Abstract
Conjugated estrogens (CE) and Bazedoxifene (BZA) combination is used to alleviate menopause-associated symptoms in women. CE+BZA undergo first-pass-metabolism in the liver and deconjugation by gut microbiome via β-glucuronidase (GUS) enzyme inside the distal gut. To date, the impact of long-term exposure to CE+BZA on the gut microbiome or GUS activity has not been examined. Our study using an ovariectomized mouse model showed that CE+BZA administration did not affect the overall cecal or fecal microbiome community except that it decreased the abundance of Akkermansia, which was identified as a fecal biomarker correlated with weight gain. The fecal GUS activity was reduced significantly and was positively correlated with the abundance of Lactobacillaceae in the fecal microbiome. We further confirmed in Escherichia coli K12 and Lactobacillus gasseri ADH that Tamoxifen-, 4-hydroxy-Tamoxifen- and Estradiol-Glucuronides competed for GUS activity. Our study for the first time demonstrated that long-term estrogen supplementation directly modulated gut microbial GUS activity. Our findings implicate that long-term estrogen supplementation impacts composition of gut microbiota and microbial activity, which affects estrogen metabolism in the gut. Thus, it is possible to manipulate such activity to improve the efficacy and safety of long-term administered estrogens for postmenopausal women or breast cancer patients.
Highlights
We reported that serum glucuronic acid – a product of deconjugation of estrogens- levels were decreased in mice, leading to our hypothesis that Conjugated estrogens (CE)+BZA may impact the metabolism of estrogens in the gut
To understand how estrogen administration modulated the community structure of the gut microbiome, we performed microbiome analysis using cecal and fecal samples from ovariectomized female mice that were supplemented with Vehicle (Veh as negative control) and various estrogens including E2 (5 μg. kg−1.day−1), Conjugated estrogens (CE, 2.5 mg.kg−1.day−1), Bazedoxifen (BZA, 3 mg.kg−1.day−1) and CE+BZA for six weeks
The 10 genera unique to Veh added up to less than 0.02% abundance and the one genus unique to CE+BZA added up to less than 0.03% abundance of the total bacterial abundance
Summary
The high ratio of circulating estrogen metabolites/ parent estrogens has been linked to increased risk for postmenopausal estrogen receptor positive (ER+) breast cancer[6]. One current ERT, Conjugated Estrogens and Bazedoxifene (CE+BZA), binds to estrogen receptors (ER) and has tissue selective effects.

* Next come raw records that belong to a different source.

//! Progress display for `steward apply`

use crate::ui;
use colored::Colorize;
use converge::{ResourceRef, ResourceStatus, TransactionObserver};
use indicatif::{ProgressBar, ProgressStyle};

/// Progress bar plus one line per event as resources complete
pub struct ApplyProgress {
    pb: ProgressBar,
    show_events: bool,
}

impl ApplyProgress {
    pub fn new(quiet: bool) -> Self {
        let pb = if quiet {
            ProgressBar::hidden()
        } else {
            ProgressBar::new(0)
        };
        pb.set_style(
            ProgressStyle::default_bar()
                .template("{spinner:.green} [{bar:40.cyan/blue}] {pos}/{len} {msg}")
                .unwrap_or_else(|_| ProgressStyle::default_bar())
                .progress_chars("=>-"),
        );
        Self {
            pb,
            show_events: !quiet,
        }
    }
}

impl TransactionObserver for ApplyProgress {
    fn on_run_start(&mut self, total: usize) {
        self.pb.set_length(total as u64);
    }

    fn on_resource_start(&mut self, resource: &ResourceRef) {
        self.pb.set_message(ui::truncate(&resource.to_string(), 40));
    }

    fn on_resource_complete(&mut self, resource: &ResourceRef, status: &ResourceStatus) {
        // Resources generated during the run were not counted up front
        if self.pb.position() >= self.pb.length().unwrap_or(0) {
            self.pb.inc_length(1);
        }
        self.pb.inc(1);

        if !self.show_events {
            return;
        }
        let mut lines: Vec<String> = status.events.iter().map(ui::event_line).collect();
        if status.skipped && status.dependency_failed() {
            lines.push(format!(
                "{} {}: skipped because of failed dependencies",
                "-".dimmed(),
                resource.to_string().dimmed()
            ));
        }
        if !lines.is_empty() {
            self.pb.suspend(|| {
                for line in &lines {
                    println!("  {line}");
                }
            });
        }
    }

    fn on_run_complete(&mut self) {
        self.pb.finish_and_clear();
    }
}
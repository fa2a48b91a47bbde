//! Values remembered between runs
//!
//! The store keeps the system value of every managed property as of the
//! last run. A change is corrective when the desired value equals what we
//! left behind last time: something drifted the system since.

use crate::reference::ResourceRef;
use crate::types::Value;
use anyhow::{Context, Result};
use chrono::{DateTime, Utc};
use serde::{Deserialize, Serialize};
use std::collections::BTreeMap;
use std::fmt;
use std::fs;
use std::path::{Path, PathBuf};

/// Storage for per-property system values
pub trait Persistence: fmt::Debug + Send {
    /// Value recorded by the previous run
    fn get_system_value(&self, resource: &ResourceRef, property: &str) -> Option<Value>;

    /// Value to record for the next run
    fn set_system_value(&mut self, resource: &ResourceRef, property: &str, value: Value);

    /// Carry a skipped resource's previous values forward unchanged
    fn copy_skipped(&mut self, resource: &ResourceRef);

    fn save(&mut self) -> Result<()>;
}

// ============================================================================
// Store Structures
// ============================================================================

/// On-disk layout: resource reference -> property -> system value
#[derive(Debug, Clone, Default, PartialEq, Serialize, Deserialize)]
pub struct StoreData {
    #[serde(default, skip_serializing_if = "Option::is_none")]
    pub last_updated: Option<DateTime<Utc>>,
    #[serde(default)]
    pub resources: BTreeMap<String, BTreeMap<String, Value>>,
}

/// JSON file backed store
#[derive(Debug, Clone, Default)]
pub struct TransactionStore {
    path: Option<PathBuf>,
    old: StoreData,
    new: StoreData,
}

// ============================================================================
// TransactionStore Implementation
// ============================================================================

impl TransactionStore {
    /// Store that never reads or writes a file
    pub fn in_memory() -> Self {
        Self::default()
    }

    /// Load last run's values from `path`
    ///
    /// A missing file starts empty. A file that cannot be read or parsed is
    /// reported and ignored so one bad run never blocks the next.
    pub fn load(path: impl Into<PathBuf>) -> Self {
        let path = path.into();
        let old = match Self::read(&path) {
            Ok(Some(data)) => {
                log::debug!("Loaded transaction store from {}", path.display());
                data
            }
            Ok(None) => {
                log::debug!("Transaction store does not exist, starting empty");
                StoreData::default()
            }
            Err(err) => {
                log::warn!("Transaction store {} was unreadable and will be replaced: {err:#}", path.display());
                StoreData::default()
            }
        };
        Self {
            path: Some(path),
            old,
            new: StoreData::default(),
        }
    }

    fn read(path: &Path) -> Result<Option<StoreData>> {
        if !path.exists() {
            return Ok(None);
        }
        let content = fs::read_to_string(path)
            .with_context(|| format!("Failed to read transaction store: {}", path.display()))?;
        let data = serde_json::from_str(&content)
            .with_context(|| format!("Failed to parse transaction store: {}", path.display()))?;
        Ok(Some(data))
    }

    pub fn path(&self) -> Option<&Path> {
        self.path.as_deref()
    }

    /// Value waiting to be saved
    pub fn pending(&self, resource: &ResourceRef, property: &str) -> Option<&Value> {
        self.new.resources.get(&resource.to_string())?.get(property)
    }
}

impl Persistence for TransactionStore {
    fn get_system_value(&self, resource: &ResourceRef, property: &str) -> Option<Value> {
        self.old
            .resources
            .get(&resource.to_string())?
            .get(property)
            .cloned()
    }

    fn set_system_value(&mut self, resource: &ResourceRef, property: &str, value: Value) {
        self.new
            .resources
            .entry(resource.to_string())
            .or_default()
            .insert(property.to_string(), value);
    }

    fn copy_skipped(&mut self, resource: &ResourceRef) {
        let key = resource.to_string();
        if let Some(values) = self.old.resources.get(&key) {
            self.new.resources.insert(key, values.clone());
        }
    }

    fn save(&mut self) -> Result<()> {
        let Some(path) = &self.path else {
            return Ok(());
        };
        if let Some(dir) = path.parent() {
            fs::create_dir_all(dir)
                .with_context(|| format!("Failed to create state directory: {}", dir.display()))?;
        }

        self.new.last_updated = Some(Utc::now());
        let content = serde_json::to_string_pretty(&self.new)
            .context("Failed to serialize transaction store")?;
        fs::write(path, content)
            .with_context(|| format!("Failed to write transaction store: {}", path.display()))?;

        log::debug!("Saved transaction store to {}", path.display());
        Ok(())
    }
}
//! Providers: the per-type backends that can inspect many resources at once

use crate::error::{Result, TransactionError};
use crate::reference::ResourceRef;
use crate::resource::Resource;
use crate::types::PropertyMap;
use serde::Serialize;
use std::collections::{BTreeMap, HashMap};
use std::fmt;
use thiserror::Error;

/// `(resource type, provider name)`, shown as `type/name`
#[derive(Debug, Clone, PartialEq, Eq, Hash, PartialOrd, Ord, Serialize)]
pub struct ProviderId {
    pub resource_type: String,
    pub name: String,
}

impl ProviderId {
    pub fn new(resource_type: &str, name: &str) -> Self {
        Self {
            resource_type: resource_type.to_lowercase(),
            name: name.to_string(),
        }
    }
}

impl fmt::Display for ProviderId {
    fn fmt(&self, f: &mut fmt::Formatter<'_>) -> fmt::Result {
        write!(f, "{}/{}", self.resource_type, self.name)
    }
}

/// How a prefetch went wrong, and so how far the damage spreads
#[derive(Error, Debug)]
pub enum PrefetchError {
    /// The provider's tooling is missing; resources fall back to their own retrieval
    #[error("provider unavailable: {0}")]
    Unavailable(String),

    /// Listing failed; every resource using the provider fails
    #[error("prefetch failed: {0}")]
    Failed(String),

    /// The run cannot go on
    #[error("{0}")]
    Fatal(String),
}

/// A backend serving all resources of one type that select it
pub trait Provider: fmt::Debug + Send {
    fn id(&self) -> &ProviderId;

    fn supports_prefetch(&self) -> bool {
        false
    }

    /// Current state of many resources in one go
    ///
    /// `resources` maps each resource's name to its reference. Names
    /// missing from the result retrieve their own state.
    fn prefetch(
        &mut self,
        _resources: &BTreeMap<String, ResourceRef>,
    ) -> std::result::Result<BTreeMap<String, PropertyMap>, PrefetchError> {
        Ok(BTreeMap::new())
    }

    /// Called once after traversal if any resource used this provider
    fn post_resource_eval(&mut self) -> anyhow::Result<()> {
        Ok(())
    }
}

/// Registered providers, with one default per resource type
#[derive(Debug, Default)]
pub struct ProviderRegistry {
    providers: BTreeMap<ProviderId, Box<dyn Provider>>,
    defaults: HashMap<String, String>,
}

impl ProviderRegistry {
    pub fn new() -> Self {
        Self::default()
    }

    /// Register a provider; the first one for a type becomes its default
    pub fn register(&mut self, provider: Box<dyn Provider>) {
        let id = provider.id().clone();
        log::debug!("Registering provider {id}");
        self.defaults
            .entry(id.resource_type.clone())
            .or_insert_with(|| id.name.clone());
        self.providers.insert(id, provider);
    }

    pub fn set_default(&mut self, resource_type: &str, name: &str) -> Result<()> {
        let id = ProviderId::new(resource_type, name);
        if !self.providers.contains_key(&id) {
            return Err(TransactionError::UnknownProvider {
                resource_type: id.resource_type,
                name: id.name,
            });
        }
        self.defaults.insert(id.resource_type, id.name);
        Ok(())
    }

    pub fn default_for(&self, resource_type: &str) -> Option<&str> {
        self.defaults.get(resource_type).map(String::as_str)
    }

    pub fn is_default(&self, id: &ProviderId) -> bool {
        self.default_for(&id.resource_type) == Some(id.name.as_str())
    }

    pub fn get_mut(&mut self, id: &ProviderId) -> Option<&mut (dyn Provider + 'static)> {
        self.providers.get_mut(id).map(|provider| &mut **provider)
    }

    pub fn contains(&self, id: &ProviderId) -> bool {
        self.providers.contains_key(id)
    }

    pub fn len(&self) -> usize {
        self.providers.len()
    }

    pub fn is_empty(&self) -> bool {
        self.providers.is_empty()
    }

    /// Provider serving `resource`
    ///
    /// An explicitly named provider must be registered. Without one the
    /// type's default is used; types with no providers resolve to `None`.
    pub fn resolve(&self, resource: &dyn Resource) -> Result<Option<ProviderId>> {
        let resource_type = resource.type_name();
        match &resource.meta().provider {
            Some(name) => {
                let id = ProviderId::new(resource_type, name);
                if self.providers.contains_key(&id) {
                    Ok(Some(id))
                } else {
                    Err(TransactionError::UnknownProvider {
                        resource_type: id.resource_type,
                        name: id.name,
                    })
                }
            }
            None => Ok(self
                .default_for(resource_type)
                .map(|name| ProviderId::new(resource_type, name))),
        }
    }
}
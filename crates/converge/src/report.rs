//! Run report: every resource status plus summary metrics

use crate::event::EventStatus;
use crate::reference::ResourceRef;
use crate::status::ResourceStatus;
use chrono::{DateTime, Utc};
use serde::Serialize;
use std::collections::{BTreeMap, HashMap};
use std::fmt;
use std::fmt::Write as _;

/// Overall outcome of a run
#[derive(Debug, Clone, Copy, Default, PartialEq, Eq, Serialize)]
#[serde(rename_all = "lowercase")]
pub enum ReportStatus {
    /// Also the state of a report that was never finalized
    #[default]
    Failed,
    Changed,
    Unchanged,
}

impl fmt::Display for ReportStatus {
    fn fmt(&self, f: &mut fmt::Formatter<'_>) -> fmt::Result {
        f.write_str(match self {
            Self::Failed => "failed",
            Self::Changed => "changed",
            Self::Unchanged => "unchanged",
        })
    }
}

#[derive(Debug, Clone, Default, PartialEq, Eq, Serialize)]
pub struct ResourceMetrics {
    pub total: usize,
    pub skipped: usize,
    pub failed: usize,
    pub failed_to_restart: usize,
    pub restarted: usize,
    pub changed: usize,
    pub out_of_sync: usize,
    pub scheduled: usize,
    pub corrective_change: usize,
}

#[derive(Debug, Clone, Default, PartialEq, Eq, Serialize)]
pub struct EventMetrics {
    pub total: usize,
    pub success: usize,
    pub failure: usize,
    pub noop: usize,
}

#[derive(Debug, Clone, Default, PartialEq, Serialize)]
pub struct Metrics {
    pub resources: ResourceMetrics,
    pub events: EventMetrics,
    /// Total number of property changes
    pub changes: usize,
    /// Seconds per resource type, per external phase, and `total`
    pub time: BTreeMap<String, f64>,
}

#[derive(Debug, Clone, Serialize)]
pub struct Report {
    pub host: String,
    pub kind: String,
    pub time: DateTime<Utc>,
    #[serde(skip_serializing_if = "Option::is_none")]
    pub configuration_version: Option<String>,
    pub transaction_completed: bool,
    pub status: ReportStatus,
    pub noop: bool,
    pub resources_failed_to_generate: bool,
    pub resource_statuses: Vec<ResourceStatus>,
    pub metrics: Metrics,
    /// Phases timed outside resource evaluation, e.g. `config_retrieval`
    pub external_times: BTreeMap<String, f64>,
    #[serde(skip)]
    index: HashMap<ResourceRef, usize>,
}

impl Default for Report {
    fn default() -> Self {
        Self::new("apply")
    }
}

impl Report {
    pub fn new(kind: &str) -> Self {
        Self {
            host: "localhost".to_string(),
            kind: kind.to_string(),
            time: Utc::now(),
            configuration_version: None,
            transaction_completed: false,
            status: ReportStatus::Failed,
            noop: false,
            resources_failed_to_generate: false,
            resource_statuses: Vec::new(),
            metrics: Metrics::default(),
            external_times: BTreeMap::new(),
            index: HashMap::new(),
        }
    }

    pub fn with_host(mut self, host: impl Into<String>) -> Self {
        self.host = host.into();
        self
    }

    /// Add a status, replacing any earlier one for the same resource
    pub fn add_resource_status(&mut self, status: ResourceStatus) {
        match self.index.get(&status.resource) {
            Some(&slot) => self.resource_statuses[slot] = status,
            None => {
                self.index
                    .insert(status.resource.clone(), self.resource_statuses.len());
                self.resource_statuses.push(status);
            }
        }
    }

    pub fn resource_status(&self, resource: &ResourceRef) -> Option<&ResourceStatus> {
        self.index
            .get(resource)
            .map(|&slot| &self.resource_statuses[slot])
    }

    pub fn resource_status_mut(&mut self, resource: &ResourceRef) -> Option<&mut ResourceStatus> {
        self.index
            .get(resource)
            .map(|&slot| &mut self.resource_statuses[slot])
    }

    /// Status for `resource`, built by `make` the first time it is asked for
    pub fn resource_status_or_insert_with(
        &mut self,
        resource: &ResourceRef,
        make: impl FnOnce() -> ResourceStatus,
    ) -> &mut ResourceStatus {
        let slot = match self.index.get(resource) {
            Some(&slot) => slot,
            None => {
                let slot = self.resource_statuses.len();
                self.index.insert(resource.clone(), slot);
                self.resource_statuses.push(make());
                slot
            }
        };
        &mut self.resource_statuses[slot]
    }

    pub fn add_times(&mut self, name: &str, seconds: f64) {
        self.external_times.insert(name.to_string(), seconds);
    }

    pub fn set_resources_failed_to_generate(&mut self) {
        self.resources_failed_to_generate = true;
    }

    /// Drop sentinel statuses, compute metrics and settle the status
    pub fn finalize_report(&mut self) {
        self.resource_statuses.retain(|status| !status.resource.is_whit());
        self.index = self
            .resource_statuses
            .iter()
            .enumerate()
            .map(|(slot, status)| (status.resource.clone(), slot))
            .collect();

        self.metrics = self.compute_metrics();
        self.status = self.compute_status();
    }

    fn compute_metrics(&self) -> Metrics {
        let mut metrics = Metrics::default();
        for status in &self.resource_statuses {
            let resources = &mut metrics.resources;
            resources.total += 1;
            resources.skipped += usize::from(status.skipped);
            resources.failed += usize::from(status.failed);
            resources.failed_to_restart += usize::from(status.failed_to_restart);
            resources.restarted += usize::from(status.restarted);
            resources.changed += usize::from(status.changed);
            resources.out_of_sync += usize::from(status.out_of_sync);
            resources.scheduled += usize::from(status.scheduled);
            resources.corrective_change += usize::from(status.corrective_change);

            for event in &status.events {
                metrics.events.total += 1;
                match event.status {
                    EventStatus::Success => metrics.events.success += 1,
                    EventStatus::Failure => metrics.events.failure += 1,
                    EventStatus::Noop => metrics.events.noop += 1,
                }
            }
            metrics.changes += status.change_count;

            if let Some(seconds) = status.evaluation_time {
                *metrics
                    .time
                    .entry(status.resource.type_name().to_string())
                    .or_default() += seconds;
            }
        }

        for (name, seconds) in &self.external_times {
            metrics.time.insert(name.clone(), *seconds);
        }
        let total = metrics.time.values().sum();
        metrics.time.insert("total".to_string(), total);
        metrics
    }

    fn compute_status(&self) -> ReportStatus {
        let resources = &self.metrics.resources;
        if resources.failed > 0
            || resources.failed_to_restart > 0
            || self.resources_failed_to_generate
            || !self.transaction_completed
        {
            ReportStatus::Failed
        } else if self.metrics.changes > 0 {
            ReportStatus::Changed
        } else {
            ReportStatus::Unchanged
        }
    }

    /// Detailed exit code: 2 for changes, 4 for failures, 6 for both
    pub fn exit_status(&self) -> i32 {
        let mut code = 0;
        if self.metrics.changes > 0 {
            code |= 2;
        }
        if self.status == ReportStatus::Failed {
            code |= 4;
        }
        code
    }

    /// Multi-line human readable metrics
    pub fn summary(&self) -> String {
        let m = &self.metrics;
        let r = &m.resources;
        let e = &m.events;
        let mut out = String::new();

        let _ = writeln!(out, "Changes:");
        let _ = writeln!(out, "  {:>18}: {}", "Total", m.changes);
        let _ = writeln!(out, "Events:");
        for (label, value) in [
            ("Failure", e.failure),
            ("Success", e.success),
            ("Noop", e.noop),
            ("Total", e.total),
        ] {
            let _ = writeln!(out, "  {label:>18}: {value}");
        }
        let _ = writeln!(out, "Resources:");
        for (label, value) in [
            ("Skipped", r.skipped),
            ("Failed", r.failed),
            ("Failed to restart", r.failed_to_restart),
            ("Restarted", r.restarted),
            ("Changed", r.changed),
            ("Out of sync", r.out_of_sync),
            ("Scheduled", r.scheduled),
            ("Corrective change", r.corrective_change),
            ("Total", r.total),
        ] {
            let _ = writeln!(out, "  {label:>18}: {value}");
        }
        let _ = writeln!(out, "Time:");
        for (label, seconds) in &m.time {
            let _ = writeln!(out, "  {label:>18}: {seconds:.2}");
        }
        out
    }
}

We reported that serum glucuronic acid – a product of deconjugation of estrogens- levels were decreased in mice, leading to our hypothesis that CE+BZA may impact the metabolism of estrogens in the gut. In the intestine, conjugated estrogens are deconjugated by the gut microbiome and are partially reabsorbed[19,20]. One study reported that both a diet rich in estrogenic isoflavones and the host estrogen receptor status affected the composition of gut microbiome in mice[24].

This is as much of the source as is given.